Exercise:
Here are some records; copy every line that holds the word "segments".

Start of Block

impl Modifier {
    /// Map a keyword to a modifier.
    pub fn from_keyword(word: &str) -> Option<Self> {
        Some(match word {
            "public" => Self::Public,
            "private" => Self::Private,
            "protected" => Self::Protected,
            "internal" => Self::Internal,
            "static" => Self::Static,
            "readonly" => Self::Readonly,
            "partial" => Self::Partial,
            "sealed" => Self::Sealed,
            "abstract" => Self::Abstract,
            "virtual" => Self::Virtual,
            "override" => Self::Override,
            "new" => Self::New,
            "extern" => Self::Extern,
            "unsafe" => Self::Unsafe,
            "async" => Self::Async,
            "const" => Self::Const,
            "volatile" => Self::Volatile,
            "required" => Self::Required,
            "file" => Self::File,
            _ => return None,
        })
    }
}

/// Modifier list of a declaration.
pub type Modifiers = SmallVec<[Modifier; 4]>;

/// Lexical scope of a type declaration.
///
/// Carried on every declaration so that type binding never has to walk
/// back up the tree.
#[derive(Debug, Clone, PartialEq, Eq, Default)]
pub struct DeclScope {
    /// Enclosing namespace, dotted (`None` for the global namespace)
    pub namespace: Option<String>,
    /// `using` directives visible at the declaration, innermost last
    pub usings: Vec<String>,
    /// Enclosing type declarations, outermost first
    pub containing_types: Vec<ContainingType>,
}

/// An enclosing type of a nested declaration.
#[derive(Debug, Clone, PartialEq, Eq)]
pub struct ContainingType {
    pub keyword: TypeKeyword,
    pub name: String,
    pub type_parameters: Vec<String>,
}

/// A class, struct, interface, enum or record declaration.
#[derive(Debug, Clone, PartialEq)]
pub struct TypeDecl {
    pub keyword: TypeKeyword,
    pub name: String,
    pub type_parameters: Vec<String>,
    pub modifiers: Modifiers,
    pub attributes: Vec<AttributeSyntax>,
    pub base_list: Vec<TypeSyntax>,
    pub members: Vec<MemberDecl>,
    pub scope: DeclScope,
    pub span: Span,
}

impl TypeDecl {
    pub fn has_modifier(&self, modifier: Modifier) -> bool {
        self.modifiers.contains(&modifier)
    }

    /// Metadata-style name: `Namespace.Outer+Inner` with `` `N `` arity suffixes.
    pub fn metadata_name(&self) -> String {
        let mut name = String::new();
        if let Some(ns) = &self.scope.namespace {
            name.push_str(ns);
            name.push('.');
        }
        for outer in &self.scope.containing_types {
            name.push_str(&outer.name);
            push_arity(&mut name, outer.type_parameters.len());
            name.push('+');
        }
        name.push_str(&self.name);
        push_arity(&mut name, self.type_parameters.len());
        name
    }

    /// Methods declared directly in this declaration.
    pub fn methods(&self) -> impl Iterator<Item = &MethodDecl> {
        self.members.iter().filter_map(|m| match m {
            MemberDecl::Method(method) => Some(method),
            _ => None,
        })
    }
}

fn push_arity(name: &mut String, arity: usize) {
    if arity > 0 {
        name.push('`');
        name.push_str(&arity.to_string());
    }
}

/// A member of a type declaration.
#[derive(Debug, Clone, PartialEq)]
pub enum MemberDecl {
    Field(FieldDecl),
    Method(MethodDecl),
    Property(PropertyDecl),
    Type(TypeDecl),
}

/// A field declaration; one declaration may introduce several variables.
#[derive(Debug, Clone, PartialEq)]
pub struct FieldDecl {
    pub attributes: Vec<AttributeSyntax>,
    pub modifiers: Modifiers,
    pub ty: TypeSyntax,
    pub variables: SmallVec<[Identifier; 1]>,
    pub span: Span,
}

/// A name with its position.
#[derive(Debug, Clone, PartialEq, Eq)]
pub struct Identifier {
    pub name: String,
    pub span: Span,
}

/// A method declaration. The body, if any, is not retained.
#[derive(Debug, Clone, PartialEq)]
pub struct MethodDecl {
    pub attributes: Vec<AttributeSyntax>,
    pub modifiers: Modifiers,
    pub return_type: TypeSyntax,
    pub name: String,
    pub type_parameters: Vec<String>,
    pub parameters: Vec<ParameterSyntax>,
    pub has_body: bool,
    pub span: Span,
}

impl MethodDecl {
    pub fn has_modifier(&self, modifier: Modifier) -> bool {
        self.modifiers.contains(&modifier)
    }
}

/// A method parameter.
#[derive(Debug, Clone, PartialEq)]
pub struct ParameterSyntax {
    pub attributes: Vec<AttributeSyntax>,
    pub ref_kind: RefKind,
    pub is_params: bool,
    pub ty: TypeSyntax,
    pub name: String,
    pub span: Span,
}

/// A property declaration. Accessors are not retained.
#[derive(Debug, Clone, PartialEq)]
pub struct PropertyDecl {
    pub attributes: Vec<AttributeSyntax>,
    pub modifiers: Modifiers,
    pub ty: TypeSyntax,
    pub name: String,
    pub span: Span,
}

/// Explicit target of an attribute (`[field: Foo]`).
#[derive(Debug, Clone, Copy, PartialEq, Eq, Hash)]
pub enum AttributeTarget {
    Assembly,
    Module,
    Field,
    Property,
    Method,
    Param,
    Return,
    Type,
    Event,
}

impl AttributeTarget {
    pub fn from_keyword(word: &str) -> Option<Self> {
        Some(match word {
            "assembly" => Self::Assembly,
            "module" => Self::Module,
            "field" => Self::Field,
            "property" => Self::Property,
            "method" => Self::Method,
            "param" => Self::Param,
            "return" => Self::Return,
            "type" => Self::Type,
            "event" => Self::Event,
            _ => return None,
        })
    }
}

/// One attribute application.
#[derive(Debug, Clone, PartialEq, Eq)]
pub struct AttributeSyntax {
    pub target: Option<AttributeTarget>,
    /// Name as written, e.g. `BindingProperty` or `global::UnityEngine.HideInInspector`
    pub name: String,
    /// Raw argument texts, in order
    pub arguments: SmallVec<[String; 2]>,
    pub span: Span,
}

End of Block
Start of Block

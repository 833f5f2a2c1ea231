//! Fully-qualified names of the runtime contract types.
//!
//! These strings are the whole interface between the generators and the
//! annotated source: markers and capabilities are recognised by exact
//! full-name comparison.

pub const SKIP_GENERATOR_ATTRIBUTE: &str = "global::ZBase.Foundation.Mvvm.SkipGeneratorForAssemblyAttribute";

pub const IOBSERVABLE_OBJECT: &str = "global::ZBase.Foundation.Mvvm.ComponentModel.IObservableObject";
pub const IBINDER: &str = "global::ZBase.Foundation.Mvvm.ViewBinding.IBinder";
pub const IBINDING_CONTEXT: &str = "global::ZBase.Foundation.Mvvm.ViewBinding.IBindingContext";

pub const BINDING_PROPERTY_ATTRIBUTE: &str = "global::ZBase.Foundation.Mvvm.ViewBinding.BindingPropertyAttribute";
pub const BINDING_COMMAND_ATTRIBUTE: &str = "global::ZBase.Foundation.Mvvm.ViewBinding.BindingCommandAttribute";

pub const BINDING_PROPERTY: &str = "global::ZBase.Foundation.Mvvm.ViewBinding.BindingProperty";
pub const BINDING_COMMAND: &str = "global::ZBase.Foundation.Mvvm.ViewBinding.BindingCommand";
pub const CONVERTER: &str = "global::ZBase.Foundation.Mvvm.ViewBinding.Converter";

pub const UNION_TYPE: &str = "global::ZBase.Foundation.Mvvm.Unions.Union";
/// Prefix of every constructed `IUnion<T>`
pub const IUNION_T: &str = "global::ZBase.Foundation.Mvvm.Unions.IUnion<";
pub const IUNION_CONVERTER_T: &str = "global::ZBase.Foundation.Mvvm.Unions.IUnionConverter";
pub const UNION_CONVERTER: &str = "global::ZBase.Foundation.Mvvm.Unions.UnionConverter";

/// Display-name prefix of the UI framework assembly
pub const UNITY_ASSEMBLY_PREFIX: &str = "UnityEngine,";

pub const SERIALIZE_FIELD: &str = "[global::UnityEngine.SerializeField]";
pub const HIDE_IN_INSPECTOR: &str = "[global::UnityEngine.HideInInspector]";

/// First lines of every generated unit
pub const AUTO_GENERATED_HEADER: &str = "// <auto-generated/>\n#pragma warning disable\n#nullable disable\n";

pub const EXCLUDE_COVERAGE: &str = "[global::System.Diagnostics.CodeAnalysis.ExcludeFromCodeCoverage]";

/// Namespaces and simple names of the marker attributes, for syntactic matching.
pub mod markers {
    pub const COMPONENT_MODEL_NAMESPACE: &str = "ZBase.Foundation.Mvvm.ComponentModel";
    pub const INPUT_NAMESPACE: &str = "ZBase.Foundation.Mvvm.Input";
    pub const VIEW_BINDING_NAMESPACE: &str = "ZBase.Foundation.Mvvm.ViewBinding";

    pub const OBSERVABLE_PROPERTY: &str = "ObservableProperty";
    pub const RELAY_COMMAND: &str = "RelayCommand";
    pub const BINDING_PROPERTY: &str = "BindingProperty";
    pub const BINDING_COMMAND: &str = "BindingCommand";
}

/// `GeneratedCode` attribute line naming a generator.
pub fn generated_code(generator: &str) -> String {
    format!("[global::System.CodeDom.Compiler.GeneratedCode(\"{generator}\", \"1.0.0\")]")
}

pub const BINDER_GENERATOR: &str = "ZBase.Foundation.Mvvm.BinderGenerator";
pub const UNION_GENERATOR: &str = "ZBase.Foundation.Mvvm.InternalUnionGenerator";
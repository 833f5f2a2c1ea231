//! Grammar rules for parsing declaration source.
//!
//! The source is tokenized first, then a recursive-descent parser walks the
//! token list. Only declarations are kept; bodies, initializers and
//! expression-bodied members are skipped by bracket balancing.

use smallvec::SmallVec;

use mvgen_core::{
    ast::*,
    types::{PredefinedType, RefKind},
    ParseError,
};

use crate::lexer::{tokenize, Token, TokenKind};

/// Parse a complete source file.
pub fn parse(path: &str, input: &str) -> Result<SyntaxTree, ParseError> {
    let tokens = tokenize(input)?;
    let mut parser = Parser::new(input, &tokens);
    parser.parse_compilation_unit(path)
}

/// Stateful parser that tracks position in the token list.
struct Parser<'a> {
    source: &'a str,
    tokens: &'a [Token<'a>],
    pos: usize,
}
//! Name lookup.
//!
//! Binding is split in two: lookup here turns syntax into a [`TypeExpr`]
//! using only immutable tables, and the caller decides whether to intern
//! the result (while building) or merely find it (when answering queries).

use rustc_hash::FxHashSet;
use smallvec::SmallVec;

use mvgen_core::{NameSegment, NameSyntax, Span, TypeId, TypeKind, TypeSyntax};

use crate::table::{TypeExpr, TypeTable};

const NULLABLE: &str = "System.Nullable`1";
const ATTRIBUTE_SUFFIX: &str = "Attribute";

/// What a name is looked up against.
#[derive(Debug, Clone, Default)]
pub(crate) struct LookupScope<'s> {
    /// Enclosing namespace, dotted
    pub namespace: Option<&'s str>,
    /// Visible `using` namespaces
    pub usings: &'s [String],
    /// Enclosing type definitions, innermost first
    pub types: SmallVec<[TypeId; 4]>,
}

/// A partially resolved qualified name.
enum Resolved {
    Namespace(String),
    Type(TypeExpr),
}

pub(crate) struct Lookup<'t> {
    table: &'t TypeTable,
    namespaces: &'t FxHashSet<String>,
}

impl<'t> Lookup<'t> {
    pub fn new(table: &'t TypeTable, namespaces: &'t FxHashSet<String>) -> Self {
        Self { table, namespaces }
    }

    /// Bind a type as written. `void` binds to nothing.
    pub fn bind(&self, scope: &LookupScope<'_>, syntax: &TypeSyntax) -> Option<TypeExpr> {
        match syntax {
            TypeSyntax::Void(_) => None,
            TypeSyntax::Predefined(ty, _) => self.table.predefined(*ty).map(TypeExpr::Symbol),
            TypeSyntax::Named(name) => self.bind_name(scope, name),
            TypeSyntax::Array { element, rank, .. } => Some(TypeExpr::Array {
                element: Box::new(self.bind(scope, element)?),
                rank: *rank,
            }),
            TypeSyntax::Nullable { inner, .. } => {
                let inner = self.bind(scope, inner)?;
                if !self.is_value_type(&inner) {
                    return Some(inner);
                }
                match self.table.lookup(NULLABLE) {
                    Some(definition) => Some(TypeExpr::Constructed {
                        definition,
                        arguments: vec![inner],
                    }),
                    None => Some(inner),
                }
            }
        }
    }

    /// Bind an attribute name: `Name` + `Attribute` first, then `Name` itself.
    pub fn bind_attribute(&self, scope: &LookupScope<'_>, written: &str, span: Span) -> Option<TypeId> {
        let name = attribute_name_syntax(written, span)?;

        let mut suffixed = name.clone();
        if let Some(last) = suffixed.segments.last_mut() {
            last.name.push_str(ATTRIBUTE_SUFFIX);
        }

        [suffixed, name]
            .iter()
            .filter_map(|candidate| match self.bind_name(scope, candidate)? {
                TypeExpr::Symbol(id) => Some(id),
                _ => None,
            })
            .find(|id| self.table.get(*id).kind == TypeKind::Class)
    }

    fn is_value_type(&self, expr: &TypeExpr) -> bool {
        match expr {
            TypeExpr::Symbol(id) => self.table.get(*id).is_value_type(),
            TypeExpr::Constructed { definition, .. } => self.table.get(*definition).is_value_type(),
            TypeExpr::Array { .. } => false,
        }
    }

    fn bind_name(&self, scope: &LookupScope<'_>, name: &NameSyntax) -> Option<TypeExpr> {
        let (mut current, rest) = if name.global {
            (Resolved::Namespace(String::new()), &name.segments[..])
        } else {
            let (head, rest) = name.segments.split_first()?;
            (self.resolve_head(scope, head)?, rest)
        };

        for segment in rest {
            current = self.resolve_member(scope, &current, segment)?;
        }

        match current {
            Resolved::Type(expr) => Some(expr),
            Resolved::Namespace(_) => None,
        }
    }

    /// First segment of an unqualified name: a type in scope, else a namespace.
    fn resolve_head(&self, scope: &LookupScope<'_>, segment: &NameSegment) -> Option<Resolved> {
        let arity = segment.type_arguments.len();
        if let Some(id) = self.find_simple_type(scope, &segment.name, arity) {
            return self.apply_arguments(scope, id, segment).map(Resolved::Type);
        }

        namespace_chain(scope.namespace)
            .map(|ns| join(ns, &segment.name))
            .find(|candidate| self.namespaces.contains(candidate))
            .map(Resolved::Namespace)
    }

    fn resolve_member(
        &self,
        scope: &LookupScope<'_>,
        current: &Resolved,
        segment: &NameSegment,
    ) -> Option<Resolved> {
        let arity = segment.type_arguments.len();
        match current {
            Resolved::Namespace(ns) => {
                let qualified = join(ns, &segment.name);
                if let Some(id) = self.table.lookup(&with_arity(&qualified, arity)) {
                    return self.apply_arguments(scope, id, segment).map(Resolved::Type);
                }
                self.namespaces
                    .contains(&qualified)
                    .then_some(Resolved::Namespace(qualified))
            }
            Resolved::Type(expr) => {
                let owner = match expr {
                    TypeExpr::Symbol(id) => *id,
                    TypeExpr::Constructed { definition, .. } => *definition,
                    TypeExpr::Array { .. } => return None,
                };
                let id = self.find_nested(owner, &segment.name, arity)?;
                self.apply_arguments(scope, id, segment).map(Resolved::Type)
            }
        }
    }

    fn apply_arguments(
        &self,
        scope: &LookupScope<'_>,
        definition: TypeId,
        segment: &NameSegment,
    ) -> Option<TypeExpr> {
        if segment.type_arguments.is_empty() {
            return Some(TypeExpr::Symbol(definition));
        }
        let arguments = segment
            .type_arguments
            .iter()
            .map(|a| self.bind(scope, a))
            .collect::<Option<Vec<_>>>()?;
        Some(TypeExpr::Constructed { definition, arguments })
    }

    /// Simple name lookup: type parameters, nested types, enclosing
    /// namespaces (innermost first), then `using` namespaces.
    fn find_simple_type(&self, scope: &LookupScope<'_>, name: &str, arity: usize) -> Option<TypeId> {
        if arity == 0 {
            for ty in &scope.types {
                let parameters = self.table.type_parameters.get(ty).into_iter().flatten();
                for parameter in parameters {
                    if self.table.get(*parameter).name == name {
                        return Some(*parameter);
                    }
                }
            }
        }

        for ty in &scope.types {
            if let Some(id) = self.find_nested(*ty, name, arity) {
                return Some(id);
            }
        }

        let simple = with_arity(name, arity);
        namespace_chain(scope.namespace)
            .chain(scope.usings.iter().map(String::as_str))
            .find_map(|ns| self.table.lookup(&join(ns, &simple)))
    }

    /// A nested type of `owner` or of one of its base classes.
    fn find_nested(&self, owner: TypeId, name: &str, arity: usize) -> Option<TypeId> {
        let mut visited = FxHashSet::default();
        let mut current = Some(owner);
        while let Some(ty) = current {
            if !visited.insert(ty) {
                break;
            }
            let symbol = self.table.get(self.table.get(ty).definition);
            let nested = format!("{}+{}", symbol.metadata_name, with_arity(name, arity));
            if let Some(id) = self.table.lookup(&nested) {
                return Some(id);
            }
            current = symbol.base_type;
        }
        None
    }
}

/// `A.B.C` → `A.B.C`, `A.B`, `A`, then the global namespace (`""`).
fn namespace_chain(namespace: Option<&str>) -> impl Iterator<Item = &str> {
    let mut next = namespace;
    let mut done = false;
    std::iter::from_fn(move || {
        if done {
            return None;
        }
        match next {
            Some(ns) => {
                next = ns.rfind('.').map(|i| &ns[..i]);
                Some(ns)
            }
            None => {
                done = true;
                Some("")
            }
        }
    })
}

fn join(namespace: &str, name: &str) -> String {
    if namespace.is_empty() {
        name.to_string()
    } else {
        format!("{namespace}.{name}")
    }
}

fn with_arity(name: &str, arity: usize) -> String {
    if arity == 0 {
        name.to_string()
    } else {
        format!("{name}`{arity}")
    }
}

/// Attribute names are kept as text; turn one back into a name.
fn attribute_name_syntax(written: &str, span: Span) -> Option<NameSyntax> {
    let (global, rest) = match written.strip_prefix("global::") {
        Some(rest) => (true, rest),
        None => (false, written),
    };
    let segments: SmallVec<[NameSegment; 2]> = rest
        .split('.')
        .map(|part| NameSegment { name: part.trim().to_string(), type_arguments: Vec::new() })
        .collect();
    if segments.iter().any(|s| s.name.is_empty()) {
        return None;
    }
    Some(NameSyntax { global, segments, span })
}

End of Block

Reply:
        if let Some(last) = suffixed.segments.last_mut() {
            (Resolved::Namespace(String::new()), &name.segments[..])
            let (head, rest) = name.segments.split_first()?;
    let segments: SmallVec<[NameSegment; 2]> = rest
    if segments.iter().any(|s| s.name.is_empty()) {
    Some(NameSyntax { global, segments, span })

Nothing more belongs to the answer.